Nearly 90 percent of this year’s corn crop has already been planted, which is pulling prices lower as the young plants are off to a good start.
Corn that will be harvested this fall is traded on the futures market as December corn, which fell to $4.59 per bushel on Friday, a three-month low.
Meanwhile, U.S. winter wheat, which is largely harvested during June, is in middling shape because of the ongoing drought across the Great Plains.
Nonetheless, prices for wheat have been dropping as European-grown wheat is flooding the market, dragging prices for July wheat to less than $6.30 per bushel, the lowest price since early March.

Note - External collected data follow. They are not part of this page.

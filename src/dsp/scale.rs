//! Amplitude scaling as a standalone capability

use crate::dsp::wave::Wave;

/// Multiplies a wave's samples by a fixed factor
#[derive(Debug, Clone, Copy, PartialEq)]
pub struct Scaler {
    factor: f64,
}

impl Scaler {
    pub fn new(factor: f64) -> Self {
        Self { factor }
    }

    /// Scaler that doubles amplitude
    pub fn double() -> Self {
        Self::new(2.0)
    }

    pub fn factor(&self) -> f64 {
        self.factor
    }

    /// The scaler that undoes this one, if the factor is non-zero
    pub fn inverse(&self) -> Option<Self> {
        (self.factor != 0.0).then(|| Self::new(1.0 / self.factor))
    }

    pub fn apply<'a>(&self, wave: &'a mut Wave) -> &'a mut Wave {
        wave.scale(self.factor)
    }
}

Unlike corn and wheat, soybean prices have held strong, with July beans trading Friday at $15 per bushel. Strong Chinese demand and a slow South American soybean harvest have been boosting prices for U.S. beans.
Euro continues slide
The euro currency fell after news broke of rising unemployment in France and Germany, the European Union’s two largest economies.
In addition, ongoing fears that a trade standoff with Russia could hamper the European economy have been weighing on investors. These factors are leading to increased expectations that the European Central Bank will release a new round of stimulus to bolster ailing economies.
One likely result of ECB stimulus measures would be lower interest rates, which make euro-denominated investments less attractive. Fear of lower interest rates encouraged a selloff of the euro currency, which traded at less than $1.36, the lowest price in more than three months.
Gold hammered lower
Gold prices melted to a three-month low on Friday, dropping to $1,241 per ounce.
There has been little friendly news for gold bulls recently, as the crisis in Ukraine is waning after a relatively smooth election last weekend, and there are few signs of inflation in the United States.
Additionally, some traders have seen more enticing investments in the stock and bond arenas, which has caused many investors to sell off their gold holdings, leading to a $150 price decline during the last few months.